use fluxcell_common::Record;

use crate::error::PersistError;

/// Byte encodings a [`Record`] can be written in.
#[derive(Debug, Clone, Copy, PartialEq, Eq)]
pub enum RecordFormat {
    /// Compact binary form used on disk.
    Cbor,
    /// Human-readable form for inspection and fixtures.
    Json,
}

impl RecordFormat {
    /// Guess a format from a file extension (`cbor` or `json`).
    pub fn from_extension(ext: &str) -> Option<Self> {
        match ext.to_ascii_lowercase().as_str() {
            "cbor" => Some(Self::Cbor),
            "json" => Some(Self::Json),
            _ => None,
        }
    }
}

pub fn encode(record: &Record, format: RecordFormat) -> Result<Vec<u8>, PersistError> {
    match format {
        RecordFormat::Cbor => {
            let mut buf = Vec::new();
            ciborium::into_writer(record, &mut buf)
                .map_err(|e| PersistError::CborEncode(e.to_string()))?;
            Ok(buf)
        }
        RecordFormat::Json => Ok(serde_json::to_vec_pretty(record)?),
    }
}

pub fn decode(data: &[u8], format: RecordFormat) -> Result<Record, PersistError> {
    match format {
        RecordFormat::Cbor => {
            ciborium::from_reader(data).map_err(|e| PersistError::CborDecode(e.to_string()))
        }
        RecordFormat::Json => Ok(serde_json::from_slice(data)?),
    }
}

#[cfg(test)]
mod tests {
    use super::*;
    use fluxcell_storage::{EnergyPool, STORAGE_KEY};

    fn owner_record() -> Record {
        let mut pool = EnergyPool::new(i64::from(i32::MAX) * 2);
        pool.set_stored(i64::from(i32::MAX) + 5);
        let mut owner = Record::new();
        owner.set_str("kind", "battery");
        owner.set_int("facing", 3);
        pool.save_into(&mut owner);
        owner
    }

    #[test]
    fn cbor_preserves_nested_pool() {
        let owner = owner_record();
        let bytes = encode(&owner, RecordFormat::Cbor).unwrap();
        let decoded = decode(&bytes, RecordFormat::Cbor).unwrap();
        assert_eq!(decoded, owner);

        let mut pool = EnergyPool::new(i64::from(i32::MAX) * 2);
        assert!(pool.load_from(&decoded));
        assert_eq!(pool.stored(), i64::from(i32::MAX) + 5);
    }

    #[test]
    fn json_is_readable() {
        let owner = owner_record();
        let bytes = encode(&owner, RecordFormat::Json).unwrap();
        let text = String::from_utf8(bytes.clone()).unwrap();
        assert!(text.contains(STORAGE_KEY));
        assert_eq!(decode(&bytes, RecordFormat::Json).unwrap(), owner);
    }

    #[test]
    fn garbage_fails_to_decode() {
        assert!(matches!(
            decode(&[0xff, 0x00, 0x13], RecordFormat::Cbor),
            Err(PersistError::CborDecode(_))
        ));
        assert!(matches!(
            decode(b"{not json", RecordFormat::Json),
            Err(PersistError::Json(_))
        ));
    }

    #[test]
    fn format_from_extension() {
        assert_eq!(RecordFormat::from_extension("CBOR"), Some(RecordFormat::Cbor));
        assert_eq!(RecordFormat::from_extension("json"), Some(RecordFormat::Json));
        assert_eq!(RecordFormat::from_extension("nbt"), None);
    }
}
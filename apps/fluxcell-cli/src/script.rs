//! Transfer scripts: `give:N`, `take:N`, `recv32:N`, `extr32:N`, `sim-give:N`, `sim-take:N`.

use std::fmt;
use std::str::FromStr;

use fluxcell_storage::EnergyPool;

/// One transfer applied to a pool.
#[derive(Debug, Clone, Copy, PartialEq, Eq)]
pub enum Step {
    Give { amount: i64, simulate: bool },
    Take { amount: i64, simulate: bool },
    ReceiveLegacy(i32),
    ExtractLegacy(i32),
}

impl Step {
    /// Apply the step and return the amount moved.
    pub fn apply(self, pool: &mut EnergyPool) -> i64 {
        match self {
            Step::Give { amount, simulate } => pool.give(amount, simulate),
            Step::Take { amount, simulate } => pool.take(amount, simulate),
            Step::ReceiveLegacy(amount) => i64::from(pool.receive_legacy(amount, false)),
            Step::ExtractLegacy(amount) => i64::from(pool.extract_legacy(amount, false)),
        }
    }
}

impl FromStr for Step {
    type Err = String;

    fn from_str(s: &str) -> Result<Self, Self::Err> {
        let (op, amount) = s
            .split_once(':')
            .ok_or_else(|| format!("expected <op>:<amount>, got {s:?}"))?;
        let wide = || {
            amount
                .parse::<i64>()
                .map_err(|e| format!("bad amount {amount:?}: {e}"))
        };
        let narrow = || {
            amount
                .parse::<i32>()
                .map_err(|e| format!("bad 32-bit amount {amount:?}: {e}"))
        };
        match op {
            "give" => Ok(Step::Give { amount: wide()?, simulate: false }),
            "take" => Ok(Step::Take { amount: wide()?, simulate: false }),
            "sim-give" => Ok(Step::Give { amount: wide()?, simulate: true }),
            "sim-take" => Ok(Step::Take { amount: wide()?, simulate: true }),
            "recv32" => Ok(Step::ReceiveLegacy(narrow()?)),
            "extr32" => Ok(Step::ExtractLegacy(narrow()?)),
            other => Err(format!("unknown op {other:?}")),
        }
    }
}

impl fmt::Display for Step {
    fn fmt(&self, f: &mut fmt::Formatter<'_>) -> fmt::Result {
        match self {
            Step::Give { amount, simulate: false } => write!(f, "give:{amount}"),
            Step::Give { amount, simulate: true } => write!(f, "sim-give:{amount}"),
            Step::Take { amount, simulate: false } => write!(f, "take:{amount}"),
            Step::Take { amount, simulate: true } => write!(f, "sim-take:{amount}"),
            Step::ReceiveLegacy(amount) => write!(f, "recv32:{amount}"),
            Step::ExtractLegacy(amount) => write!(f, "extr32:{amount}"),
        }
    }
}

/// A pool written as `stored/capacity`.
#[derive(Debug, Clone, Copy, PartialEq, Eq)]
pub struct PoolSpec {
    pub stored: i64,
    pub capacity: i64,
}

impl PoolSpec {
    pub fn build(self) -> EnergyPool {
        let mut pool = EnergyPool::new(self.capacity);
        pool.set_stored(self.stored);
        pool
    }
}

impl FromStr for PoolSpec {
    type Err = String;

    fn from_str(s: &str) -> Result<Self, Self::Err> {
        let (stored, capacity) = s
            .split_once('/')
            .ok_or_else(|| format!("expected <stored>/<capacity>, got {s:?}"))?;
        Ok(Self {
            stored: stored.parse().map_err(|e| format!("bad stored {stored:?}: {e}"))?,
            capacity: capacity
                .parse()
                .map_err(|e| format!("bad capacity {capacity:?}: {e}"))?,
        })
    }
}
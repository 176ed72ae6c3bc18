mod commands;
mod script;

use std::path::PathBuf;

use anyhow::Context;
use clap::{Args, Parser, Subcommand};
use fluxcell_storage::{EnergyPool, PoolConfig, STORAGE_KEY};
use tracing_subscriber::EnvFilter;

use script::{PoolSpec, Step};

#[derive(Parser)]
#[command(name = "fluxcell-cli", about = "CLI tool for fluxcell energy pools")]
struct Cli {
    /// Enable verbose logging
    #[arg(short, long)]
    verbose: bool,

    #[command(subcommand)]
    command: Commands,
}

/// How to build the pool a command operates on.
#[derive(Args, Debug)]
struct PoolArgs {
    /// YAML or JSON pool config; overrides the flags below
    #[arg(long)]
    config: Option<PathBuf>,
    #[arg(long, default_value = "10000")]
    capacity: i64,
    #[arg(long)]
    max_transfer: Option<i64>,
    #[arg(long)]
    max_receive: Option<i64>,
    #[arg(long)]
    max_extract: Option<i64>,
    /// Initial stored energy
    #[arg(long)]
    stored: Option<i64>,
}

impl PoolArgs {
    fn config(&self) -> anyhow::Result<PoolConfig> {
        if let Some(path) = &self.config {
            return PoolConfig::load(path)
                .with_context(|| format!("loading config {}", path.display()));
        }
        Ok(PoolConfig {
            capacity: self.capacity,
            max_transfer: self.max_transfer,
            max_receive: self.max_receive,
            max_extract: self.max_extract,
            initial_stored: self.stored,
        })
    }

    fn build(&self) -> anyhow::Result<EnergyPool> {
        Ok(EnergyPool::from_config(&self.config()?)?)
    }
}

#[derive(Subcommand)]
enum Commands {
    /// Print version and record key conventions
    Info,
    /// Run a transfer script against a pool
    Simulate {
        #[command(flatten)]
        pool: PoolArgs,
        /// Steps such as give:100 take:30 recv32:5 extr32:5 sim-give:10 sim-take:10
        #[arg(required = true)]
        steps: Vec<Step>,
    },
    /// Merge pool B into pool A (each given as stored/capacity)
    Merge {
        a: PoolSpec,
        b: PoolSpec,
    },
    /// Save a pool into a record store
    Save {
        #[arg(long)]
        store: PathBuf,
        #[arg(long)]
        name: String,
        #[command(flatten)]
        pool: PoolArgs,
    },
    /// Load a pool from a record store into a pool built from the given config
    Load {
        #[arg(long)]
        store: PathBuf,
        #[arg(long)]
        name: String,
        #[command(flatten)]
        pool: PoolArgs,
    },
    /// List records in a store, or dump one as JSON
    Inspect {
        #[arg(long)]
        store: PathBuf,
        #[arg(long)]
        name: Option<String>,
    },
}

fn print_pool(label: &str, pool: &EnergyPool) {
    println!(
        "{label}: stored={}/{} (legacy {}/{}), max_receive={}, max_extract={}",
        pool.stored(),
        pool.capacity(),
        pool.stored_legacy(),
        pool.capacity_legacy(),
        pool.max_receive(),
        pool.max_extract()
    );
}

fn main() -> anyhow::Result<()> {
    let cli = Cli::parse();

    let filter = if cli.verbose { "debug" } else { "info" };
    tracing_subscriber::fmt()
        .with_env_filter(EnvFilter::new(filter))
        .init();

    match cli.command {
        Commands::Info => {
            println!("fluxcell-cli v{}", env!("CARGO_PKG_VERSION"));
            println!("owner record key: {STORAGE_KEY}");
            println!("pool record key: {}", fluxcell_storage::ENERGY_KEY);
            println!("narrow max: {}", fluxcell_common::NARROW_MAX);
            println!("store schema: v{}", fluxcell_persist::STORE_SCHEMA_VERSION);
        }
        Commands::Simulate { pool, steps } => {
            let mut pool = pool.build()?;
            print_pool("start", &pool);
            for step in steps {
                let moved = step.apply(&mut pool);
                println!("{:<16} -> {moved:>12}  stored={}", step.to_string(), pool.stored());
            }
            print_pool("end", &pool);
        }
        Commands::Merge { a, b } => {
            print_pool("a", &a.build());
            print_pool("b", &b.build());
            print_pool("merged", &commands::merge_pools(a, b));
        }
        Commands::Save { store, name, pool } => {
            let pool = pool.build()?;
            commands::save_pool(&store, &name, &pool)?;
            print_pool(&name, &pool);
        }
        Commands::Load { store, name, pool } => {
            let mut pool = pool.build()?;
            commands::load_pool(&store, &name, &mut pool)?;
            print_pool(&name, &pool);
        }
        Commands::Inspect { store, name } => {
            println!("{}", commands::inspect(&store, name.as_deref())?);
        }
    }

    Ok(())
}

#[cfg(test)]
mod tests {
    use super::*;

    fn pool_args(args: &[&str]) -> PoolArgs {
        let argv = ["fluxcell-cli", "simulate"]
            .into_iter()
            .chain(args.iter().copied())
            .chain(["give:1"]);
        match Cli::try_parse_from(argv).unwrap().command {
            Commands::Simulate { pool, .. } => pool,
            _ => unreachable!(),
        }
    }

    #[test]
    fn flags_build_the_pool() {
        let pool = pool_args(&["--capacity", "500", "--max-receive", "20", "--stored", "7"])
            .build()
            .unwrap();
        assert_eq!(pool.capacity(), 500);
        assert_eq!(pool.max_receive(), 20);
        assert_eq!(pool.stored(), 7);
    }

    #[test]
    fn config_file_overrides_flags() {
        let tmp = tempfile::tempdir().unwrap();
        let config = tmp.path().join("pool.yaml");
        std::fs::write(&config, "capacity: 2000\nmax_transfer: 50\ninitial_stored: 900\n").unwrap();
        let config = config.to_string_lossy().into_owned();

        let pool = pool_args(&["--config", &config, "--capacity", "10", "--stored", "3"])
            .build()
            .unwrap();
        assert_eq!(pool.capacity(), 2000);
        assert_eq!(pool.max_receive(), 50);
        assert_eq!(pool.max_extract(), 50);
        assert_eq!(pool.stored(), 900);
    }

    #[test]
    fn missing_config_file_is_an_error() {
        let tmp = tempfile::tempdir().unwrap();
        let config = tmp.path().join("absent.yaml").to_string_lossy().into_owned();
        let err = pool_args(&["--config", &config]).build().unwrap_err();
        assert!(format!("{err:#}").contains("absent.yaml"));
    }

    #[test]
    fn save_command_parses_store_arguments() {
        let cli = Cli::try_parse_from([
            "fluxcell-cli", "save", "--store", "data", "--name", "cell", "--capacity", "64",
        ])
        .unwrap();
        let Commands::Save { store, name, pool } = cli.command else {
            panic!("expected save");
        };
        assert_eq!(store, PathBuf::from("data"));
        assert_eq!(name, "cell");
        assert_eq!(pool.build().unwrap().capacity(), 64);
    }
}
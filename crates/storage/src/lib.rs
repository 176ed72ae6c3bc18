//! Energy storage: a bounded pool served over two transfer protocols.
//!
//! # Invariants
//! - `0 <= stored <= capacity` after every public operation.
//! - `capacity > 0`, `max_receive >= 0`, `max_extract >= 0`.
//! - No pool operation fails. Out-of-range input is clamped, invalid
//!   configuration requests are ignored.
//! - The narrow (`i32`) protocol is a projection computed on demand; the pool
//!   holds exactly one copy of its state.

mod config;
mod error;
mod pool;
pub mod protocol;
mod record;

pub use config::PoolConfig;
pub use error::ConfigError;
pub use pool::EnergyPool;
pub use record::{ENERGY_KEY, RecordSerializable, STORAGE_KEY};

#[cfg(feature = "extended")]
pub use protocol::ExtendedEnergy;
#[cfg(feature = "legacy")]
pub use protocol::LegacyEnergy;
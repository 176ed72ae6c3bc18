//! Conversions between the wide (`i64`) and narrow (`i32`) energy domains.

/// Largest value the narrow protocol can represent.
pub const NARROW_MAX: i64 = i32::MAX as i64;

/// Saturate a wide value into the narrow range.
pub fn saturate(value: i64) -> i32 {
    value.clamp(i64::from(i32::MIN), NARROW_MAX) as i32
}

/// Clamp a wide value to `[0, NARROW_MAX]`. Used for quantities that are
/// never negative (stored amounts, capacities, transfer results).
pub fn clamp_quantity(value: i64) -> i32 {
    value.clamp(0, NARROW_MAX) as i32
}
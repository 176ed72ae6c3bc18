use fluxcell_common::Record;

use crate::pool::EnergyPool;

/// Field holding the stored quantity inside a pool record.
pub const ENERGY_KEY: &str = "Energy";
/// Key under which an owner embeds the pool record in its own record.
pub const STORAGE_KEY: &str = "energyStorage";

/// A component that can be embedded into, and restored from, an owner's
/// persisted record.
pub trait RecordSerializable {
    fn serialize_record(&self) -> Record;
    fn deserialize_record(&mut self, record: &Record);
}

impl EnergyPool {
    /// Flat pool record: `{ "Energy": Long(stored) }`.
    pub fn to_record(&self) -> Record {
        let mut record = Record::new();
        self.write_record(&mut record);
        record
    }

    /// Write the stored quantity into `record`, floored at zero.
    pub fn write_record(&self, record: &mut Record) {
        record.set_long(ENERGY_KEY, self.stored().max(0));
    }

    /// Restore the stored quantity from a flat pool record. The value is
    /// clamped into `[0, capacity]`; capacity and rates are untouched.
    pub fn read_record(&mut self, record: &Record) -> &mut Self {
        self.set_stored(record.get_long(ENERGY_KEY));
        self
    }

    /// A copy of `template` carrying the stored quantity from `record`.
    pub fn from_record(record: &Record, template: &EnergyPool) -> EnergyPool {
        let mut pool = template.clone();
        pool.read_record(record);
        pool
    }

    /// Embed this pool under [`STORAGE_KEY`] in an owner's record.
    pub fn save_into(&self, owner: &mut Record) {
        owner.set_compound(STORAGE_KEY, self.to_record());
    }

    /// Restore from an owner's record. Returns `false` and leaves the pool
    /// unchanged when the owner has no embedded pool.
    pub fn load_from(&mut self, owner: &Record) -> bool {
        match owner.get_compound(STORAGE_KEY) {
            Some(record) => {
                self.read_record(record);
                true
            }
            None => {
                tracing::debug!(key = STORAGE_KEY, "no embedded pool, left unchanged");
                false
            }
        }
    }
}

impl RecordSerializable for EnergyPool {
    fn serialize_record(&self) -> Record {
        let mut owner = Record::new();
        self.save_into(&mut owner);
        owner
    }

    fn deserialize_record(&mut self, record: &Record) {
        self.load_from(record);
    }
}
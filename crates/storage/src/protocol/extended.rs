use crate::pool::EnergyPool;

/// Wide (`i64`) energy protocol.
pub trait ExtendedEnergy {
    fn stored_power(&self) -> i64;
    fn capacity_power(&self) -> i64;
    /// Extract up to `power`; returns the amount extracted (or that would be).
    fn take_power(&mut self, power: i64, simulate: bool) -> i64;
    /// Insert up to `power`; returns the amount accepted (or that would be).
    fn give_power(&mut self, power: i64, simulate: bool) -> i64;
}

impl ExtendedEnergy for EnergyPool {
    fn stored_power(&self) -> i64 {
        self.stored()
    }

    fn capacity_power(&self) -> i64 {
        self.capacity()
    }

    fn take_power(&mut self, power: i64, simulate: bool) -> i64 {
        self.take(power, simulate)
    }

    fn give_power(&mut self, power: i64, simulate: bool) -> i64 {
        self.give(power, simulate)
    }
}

→ Task objective: Filter the preceding entries down to the lines with "Some".

→ Response:
            "cbor" => Some(Self::Cbor),
            "json" => Some(Self::Json),
        assert_eq!(RecordFormat::from_extension("CBOR"), Some(RecordFormat::Cbor));
        assert_eq!(RecordFormat::from_extension("json"), Some(RecordFormat::Json));
        if let Some(path) = &self.config {
            Some(record) => {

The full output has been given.